[
https://issues.apache.org/jira/browse/SPARK-7002?page=com.atlassian.jira.plugin.system.issuetabpanels:all-tabpanel
]
Tom Hubregtsen updated SPARK-7002:
----------------------------------
Description:
The major issue is: Persist on RDD fails the second time if the action is
called on a child RDD without showing a FAILED message. This is pointed out at
2)
next to this:
toDebugString on a child RDD does not show that the parent RDD is [Disk
Serialized 1x Replicated]. This is pointed out at 1)
Note: I am persisting to disk (DISK_ONLY) to validate that the RDD is or is not
physically stored, as I did not want to solely rely on a missing line in
.toDebugString (see comments in trace)
scala> val rdd1 = sc.parallelize(List(1,2,3))
scala> val rdd2 = rdd1.map(x => (x,x+1))
scala> val rdd3 = rdd2.reduceByKey( (x,y) => x+y)
scala> import org.apache.spark.storage.StorageLevel
scala> rdd2.persist(StorageLevel.DISK_ONLY)
scala> rdd3.collect()
scala> rdd2.toDebugString
res4: String =
(100) MapPartitionsRDD[1] at map at <console>:23 [Disk Serialized 1x Replicated]
\| CachedPartitions: 100; MemorySize: 0.0 B; TachyonSize: 0.0 B;
DiskSize: 802.0 B
| ParallelCollectionRDD[0] at parallelize at <console>:21 [Disk Serialized
1x Replicated]
scala> rdd3.toDebugString
res5: String =
(100) ShuffledRDD[2] at reduceByKey at <console>:25 []
+-(100) MapPartitionsRDD[1] at map at <console>:23 []
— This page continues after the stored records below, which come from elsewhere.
use anyhow::Result;
use clap::Parser;

#[derive(Parser, Debug)]
#[command(
    name = "xcstrings-translator",
    version,
    about = "Translate iOS .xcstrings catalogs using an LLM completion endpoint"
)]
struct Cli {
    /// Input .xcstrings file to translate
    #[arg(short = 'i', long = "input-file")]
    input_file: String,

    /// Source language code (e.g. "en")
    #[arg(short = 's', long = "source-language-code")]
    source_language_code: String,

    /// Target language code (e.g. "de", "fr")
    #[arg(short = 't', long = "target-language-code")]
    target_language_code: String,

    /// File with app context to embed into the prompt
    #[arg(long = "app-context-path", default_value = "app_context.txt")]
    app_context_path: String,

    /// Word budget per translation chunk (default 30)
    #[arg(long = "chunk-word-size")]
    chunk_word_size: Option<usize>,

    /// Submissions per chunk before giving up on it (default 3)
    #[arg(long = "max-attempts")]
    max_attempts: Option<usize>,

    /// Model identifier (overrides settings)
    #[arg(short = 'm', long = "model")]
    model: Option<String>,

    /// Read extra settings from a local TOML file
    #[arg(short = 'r', long = "read-settings")]
    read_settings: Option<String>,

    /// Enable verbose logging
    #[arg(long = "verbose")]
    verbose: bool,
}

#[tokio::main]
async fn main() -> Result<()> {
    let cli = Cli::parse();
    xcstrings_translator::logging::init(cli.verbose)?;

    let summary = xcstrings_translator::run(xcstrings_translator::Config {
        input_file: cli.input_file,
        source_lang: cli.source_language_code,
        target_lang: cli.target_language_code,
        app_context_path: cli.app_context_path,
        chunk_word_size: cli.chunk_word_size,
        max_attempts: cli.max_attempts,
        model: cli.model,
        settings_path: cli.read_settings,
    })
    .await?;

    println!("{summary}");
    Ok(())
}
| CachedPartitions: 100; MemorySize: 0.0 B; TachyonSize: 0.0 B;
DiskSize: 802.0 B
| ParallelCollectionRDD[0] at parallelize at <console>:21 []
// 1) rdd3 does not show that the other RDD's are [Disk Serialized 1x
Replicated], but the data is on disk. This is verified by
// a) The line starting with CachedPartitions
// b) a find in spark_local_dir: "find . -name "*" | grep rdd" returns
"./spark-b39bcf9b-e7d7-4284-bdd2-1be7ac3cacef/blockmgr-4f4c0b1c-b47a-4972-b364-7179ea6e0873/1f/rdd_4_*",
where * are the number of partitions
scala> rdd2.unpersist()
scala> rdd2.toDebugString
res8: String =
(100) MapPartitionsRDD[1] at map at <console>:23 []
| ParallelCollectionRDD[0] at parallelize at <console>:21 []
scala> rdd3.toDebugString
res9: String =
(100) ShuffledRDD[2] at reduceByKey at <console>:25 []
+-(100) MapPartitionsRDD[1] at map at <console>:23 []
| ParallelCollectionRDD[0] at parallelize at <console>:21 []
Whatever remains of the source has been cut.